Mobile data networks suffer from buffer bloating. Buffer-bloating phenomena works against the TCP congestion control mechanism and results in poor performance. See Figure: Over-buffering in mobile networks.
The two issues that contribute to the bad effect buffer bloating has on TCP performance are:
Standard TCP congestion control mechanism is loss based.
Wireless networks employ over-buffering to compensate for burst traffic and channel changes (soft handover). These large buffers tend to conceal packet loss from the sender.
The preceding two factors result in a TCP sender continuing to increase its sending rate even if it has already exceeded the bottleneck link bandwidth capacity. The extra packets are all absorbed by the buffers and the rest are dropped, adding several seconds to the RTT. Networks that suffer from buffer bloating report fluctuation in RTT over time and large bursts of discards or drops.

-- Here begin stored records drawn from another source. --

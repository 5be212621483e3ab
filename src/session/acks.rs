//! Publish and subscribe acknowledgment correlation
//!
//! `rumqttc` assigns packet ids internally, so a QoS 1/2 publish learns
//! its pkid only when the outgoing PUBLISH event surfaces. Waiters are
//! registered in submission order and bound to a pkid on the outgoing
//! event; PUBACK/PUBCOMP then completes the bound waiter.
//!
//! SUBSCRIBE correlation works the same way: the filter is queued at
//! submission, bound to a pkid on the outgoing SUBSCRIBE event, and
//! looked up again when the SUBACK arrives so refused return codes can
//! be attributed to the right filter.
//!
//! Submission of each kind is serialized by the session, so
//! registration order equals outgoing order.

use std::collections::{HashMap, VecDeque};
use tokio::sync::oneshot;
use tracing::debug;

/// Ack waiters for in-flight QoS 1/2 publishes.
#[derive(Debug, Default)]
pub struct AckWaiters {
    next_token: u64,
    unassigned: VecDeque<(u64, oneshot::Sender<()>)>,
    assigned: HashMap<u16, oneshot::Sender<()>>,
}

impl AckWaiters {
    pub fn new() -> Self {
        Self::default()
    }

    /// Register a waiter for the next submitted publish. The token
    /// allows cancellation if the publish never reaches the broker.
    pub fn register(&mut self) -> (u64, oneshot::Receiver<()>) {
        let (tx, rx) = oneshot::channel();
        let token = self.next_token;
        self.next_token += 1;
        self.unassigned.push_back((token, tx));
        (token, rx)
    }

    /// Remove a waiter whose publish failed before leaving the socket,
    /// so it can never bind to a later publish's pkid.
    pub fn cancel(&mut self, token: u64) {
        self.unassigned.retain(|(t, _)| *t != token);
    }

    /// Bind the oldest unassigned waiter to the pkid of a publish that
    /// just left the socket. pkid 0 is a QoS 0 publish and has no ack.
    pub fn publish_sent(&mut self, pkid: u16) {
        if pkid == 0 {
            return;
        }
        if let Some((_, tx)) = self.unassigned.pop_front() {
            self.assigned.insert(pkid, tx);
        }
    }

    /// Complete the waiter for an acknowledged pkid (PUBACK or PUBCOMP).
    pub fn acknowledged(&mut self, pkid: u16) {
        if let Some(tx) = self.assigned.remove(&pkid) {
            // Receiver may have timed out already; nothing to do then
            let _ = tx.send(());
        } else {
            debug!(pkid, "ack for unknown pkid (likely a timed-out publish)");
        }
    }

    /// Drop every waiter; their receivers observe the closed channel.
    /// Called on disconnect and interruption.
    pub fn fail_all(&mut self) {
        self.unassigned.clear();
        self.assigned.clear();
    }

    pub fn pending(&self) -> usize {
        self.unassigned.len() + self.assigned.len()
    }
}

/// Filter names for in-flight SUBSCRIBE requests, keyed by pkid once
/// the outgoing event surfaces.
#[derive(Debug, Default)]
pub struct SubscribeWaiters {
    unassigned: VecDeque<String>,
    assigned: HashMap<u16, String>,
}

impl SubscribeWaiters {
    pub fn new() -> Self {
        Self::default()
    }

    /// Queue the filter of the next submitted SUBSCRIBE.
    pub fn register(&mut self, filter: &str) {
        self.unassigned.push_back(filter.to_string());
    }

    /// Drop the most recently queued filter after a failed submission,
    /// so it can never bind to a later request's pkid.
    pub fn cancel_last(&mut self) {
        self.unassigned.pop_back();
    }

    /// Bind the oldest queued filter to the pkid of a SUBSCRIBE that
    /// just left the socket.
    pub fn subscribe_sent(&mut self, pkid: u16) {
        if let Some(filter) = self.unassigned.pop_front() {
            self.assigned.insert(pkid, filter);
        }
    }

    /// Resolve a SUBACK's pkid back to the filter it was sent for.
    pub fn acked(&mut self, pkid: u16) -> Option<String> {
        let filter = self.assigned.remove(&pkid);
        if filter.is_none() {
            debug!(pkid, "SUBACK for unknown pkid");
        }
        filter
    }

    /// Drop every queued and bound filter. Called on disconnect and
    /// interruption alongside failing the publish waiters.
    pub fn clear(&mut self) {
        self.unassigned.clear();
        self.assigned.clear();
    }

    pub fn pending(&self) -> usize {
        self.unassigned.len() + self.assigned.len()
    }
}
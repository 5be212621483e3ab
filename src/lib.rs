//! mqttprobe - MQTT test-client session engine
//!
//! Connects to an MQTT broker over mutual TLS, manages one explicitly
//! owned session per [`Session`] handle, and exposes the operations a
//! test client needs: subscribe to topic filters, publish with QoS 0/1/2,
//! and inspect messages buffered per filter.
//!
//! # Overview
//!
//! - Mutual-TLS transport from PEM credential files
//! - Explicit session lifecycle with automatic resume after interruptions
//! - Subscription registry with wildcard (`+`/`#`) topic matching
//! - Bounded per-filter buffering of inbound messages
//! - Session events drained over a channel instead of callbacks
//!
//! # Quick Start
//!
//! ```rust,no_run
//! use mqttprobe::{Session, SessionConfig};
//! use rumqttc::v5::mqttbytes::QoS;
//!
//! # async fn run() -> Result<(), Box<dyn std::error::Error>> {
//! let mut config = SessionConfig::new(
//!     "abc123-ats.iot.us-east-1.amazonaws.com",
//!     "/certs/device.pem.crt",
//!     "/certs/private.pem.key",
//! );
//! config.root_ca_path = Some("/certs/AmazonRootCA1.pem".into());
//!
//! let session = Session::new(config)?;
//! session.connect().await?;
//! session.subscribe("sdk/test/#", QoS::AtLeastOnce).await?;
//! session
//!     .publish("sdk/test/js", r#"{"hello":"mqtt"}"#, QoS::AtLeastOnce, false)
//!     .await?;
//!
//! for message in session.messages("sdk/test/#").await {
//!     println!("{}: {} bytes", message.topic, message.payload.len());
//! }
//! session.disconnect().await;
//! # Ok(())
//! # }
//! ```

pub mod buffer;
pub mod config;
pub mod error;
pub mod logging;
pub mod registry;
pub mod session;
pub mod topic;
pub mod transport;

pub use buffer::{InboundMessage, MessageBuffer, DEFAULT_BUFFER_CAPACITY};
pub use config::{SessionConfig, DEFAULT_PORT};
pub use error::{
    ConfigError, ConnectError, PublishError, SubscribeError, TlsError, UnsubscribeError,
};
pub use registry::{InsertOutcome, Subscription, SubscriptionRegistry};
pub use session::{ReconnectPolicy, Session, SessionEvent, SessionState};
pub use transport::Credentials;
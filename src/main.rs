//! mqttprobe - MQTT test client entry point
//!
//! Thin shell around the session engine: `sub` streams matching messages
//! to stdout until interrupted, `pub` sends one message and waits for its
//! acknowledgment.

use clap::{Args, Parser, Subcommand};
use mqttprobe::logging::init_default_logging;
use mqttprobe::{Session, SessionConfig, SessionEvent};
use rumqttc::v5::mqttbytes::QoS;
use std::path::PathBuf;
use std::process;
use tokio::signal;
use tracing::{error, info, warn};

/// MQTT test client with mutual TLS
#[derive(Parser)]
#[command(name = "mqttprobe")]
#[command(about = "MQTT test client with mutual TLS and session management")]
#[command(version)]
struct Cli {
    #[command(flatten)]
    connection: ConnectionArgs,

    #[command(subcommand)]
    command: Commands,
}

#[derive(Args)]
struct ConnectionArgs {
    /// Configuration file (TOML); flags below override nothing when set
    #[arg(short, long, value_name = "FILE", global = true)]
    config: Option<PathBuf>,

    /// Broker endpoint hostname
    #[arg(long, env = "MQTTPROBE_ENDPOINT", global = true)]
    endpoint: Option<String>,

    /// Broker port
    #[arg(long, default_value_t = mqttprobe::DEFAULT_PORT, global = true)]
    port: u16,

    /// Device certificate (PEM)
    #[arg(long, value_name = "FILE", global = true)]
    cert: Option<PathBuf>,

    /// Device private key (PEM)
    #[arg(long, value_name = "FILE", global = true)]
    key: Option<PathBuf>,

    /// Root CA (PEM)
    #[arg(long, value_name = "FILE", global = true)]
    ca: Option<PathBuf>,

    /// Client identifier (generated when absent)
    #[arg(long, global = true)]
    client_id: Option<String>,
}

#[derive(Subcommand)]
enum Commands {
    /// Subscribe to topic filters and stream messages until interrupted
    Sub {
        /// Topic filters (`+` and `#` wildcards supported)
        #[arg(required = true)]
        filters: Vec<String>,

        /// Quality of service (0, 1 or 2)
        #[arg(short, long, default_value_t = 1)]
        qos: u8,

        /// Emit one JSON object per message instead of plain text
        #[arg(long)]
        json: bool,
    },
    /// Publish one message and wait for its acknowledgment
    Pub {
        /// Concrete topic (no wildcards)
        topic: String,

        /// Message payload
        payload: String,

        /// Quality of service (0, 1 or 2)
        #[arg(short, long, default_value_t = 1)]
        qos: u8,

        /// Set the retain flag
        #[arg(short, long)]
        retain: bool,
    },
    /// Validate configuration
    Config {
        /// Show the resolved configuration
        #[arg(long)]
        show: bool,
    },
}

#[tokio::main]
async fn main() {
    let cli = Cli::parse();
    init_default_logging();

    let config = match build_config(&cli.connection) {
        Ok(config) => config,
        Err(message) => {
            error!("{message}");
            process::exit(1);
        }
    };

    let result = match cli.command {
        Commands::Sub { filters, qos, json } => run_sub(config, filters, qos, json).await,
        Commands::Pub {
            topic,
            payload,
            qos,
            retain,
        } => run_pub(config, topic, payload, qos, retain).await,
        Commands::Config { show } => run_config(config, show),
    };

    if let Err(e) = result {
        error!("command failed: {e}");
        process::exit(1);
    }
}

/// Resolve the session config from a TOML file or connection flags.
fn build_config(args: &ConnectionArgs) -> Result<SessionConfig, String> {
    if let Some(path) = &args.config {
        return SessionConfig::from_toml_file(path).map_err(|e| e.to_string());
    }

    let (Some(endpoint), Some(cert), Some(key)) = (&args.endpoint, &args.cert, &args.key) else {
        return Err(
            "provide --config FILE, or all of --endpoint, --cert and --key".to_string(),
        );
    };

    let mut config = SessionConfig::new(endpoint, cert, key);
    config.port = args.port;
    config.root_ca_path = args.ca.clone();
    config.client_id = args.client_id.clone();
    config.validate().map_err(|e| e.to_string())?;
    Ok(config)
}

fn parse_qos(qos: u8) -> Result<QoS, String> {
    match qos {
        0 => Ok(QoS::AtMostOnce),
        1 => Ok(QoS::AtLeastOnce),
        2 => Ok(QoS::ExactlyOnce),
        other => Err(format!("invalid QoS {other}, expected 0, 1 or 2")),
    }
}

async fn run_sub(
    config: SessionConfig,
    filters: Vec<String>,
    qos: u8,
    json: bool,
) -> Result<(), Box<dyn std::error::Error>> {
    let qos = parse_qos(qos)?;
    let mut session = Session::new(config)?;
    let mut events = session
        .take_events()
        .ok_or("session events already taken")?;

    session.connect().await?;
    for filter in &filters {
        session.subscribe(filter, qos).await?;
        info!(filter, "subscribed");
    }

    info!("streaming messages, press Ctrl-C to stop");
    loop {
        tokio::select! {
            _ = signal::ctrl_c() => {
                info!("interrupt received, disconnecting");
                break;
            }
            event = events.recv() => match event {
                Some(SessionEvent::Message(message)) => print_message(&message, json),
                Some(SessionEvent::Interrupted { reason }) => {
                    warn!(reason = %reason, "session interrupted, resuming");
                }
                Some(SessionEvent::Resumed) => info!("session resumed"),
                Some(SessionEvent::SubscriptionRejected { filter, reason }) => {
                    error!(filter = %filter, reason = %reason, "subscription rejected by broker");
                }
                Some(SessionEvent::Disconnected) => {
                    warn!("session ended");
                    return Ok(());
                }
                Some(SessionEvent::Connected) => {}
                None => return Ok(()),
            }
        }
    }

    session.disconnect().await;
    Ok(())
}

fn print_message(message: &mqttprobe::InboundMessage, json: bool) {
    let text = std::str::from_utf8(&message.payload).ok();
    if json {
        let line = serde_json::json!({
            "received_at": message.received_at.to_rfc3339(),
            "topic": message.topic,
            "qos": message.qos as u8,
            "retain": message.retain,
            "payload": text,
            "payload_bytes": message.payload.len(),
        });
        println!("{line}");
        return;
    }

    let preview = match text {
        Some(text) => text.to_string(),
        None => format!("<{} binary bytes>", message.payload.len()),
    };
    println!(
        "{} {} qos={:?} retain={} {}",
        message.received_at.to_rfc3339(),
        message.topic,
        message.qos,
        message.retain,
        preview
    );
}

async fn run_pub(
    config: SessionConfig,
    topic: String,
    payload: String,
    qos: u8,
    retain: bool,
) -> Result<(), Box<dyn std::error::Error>> {
    let qos = parse_qos(qos)?;
    let session = Session::new(config)?;

    session.connect().await?;
    let outcome = session
        .publish(&topic, payload.into_bytes(), qos, retain)
        .await;
    session.disconnect().await;

    outcome?;
    info!(topic = %topic, "published");
    Ok(())
}

fn run_config(config: SessionConfig, show: bool) -> Result<(), Box<dyn std::error::Error>> {
    if show {
        println!("{}", toml::to_string_pretty(&config)?);
    }
    info!("configuration is valid");
    Ok(())
}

There are two possible solutions to solve the problem with buffer bloating, while still maintaining high throughput close to BDP:
Use a dynamic RWIN mechanism at the handsets.
Deploy delay-based or bandwidth-based TCP sender stacks. This deployment overcomes buffer-bloating issues because these TCP congestion mechanisms use RTT or available bandwidth, which is based on RTT measurements, as in TCPW, to adjust the cwnd size.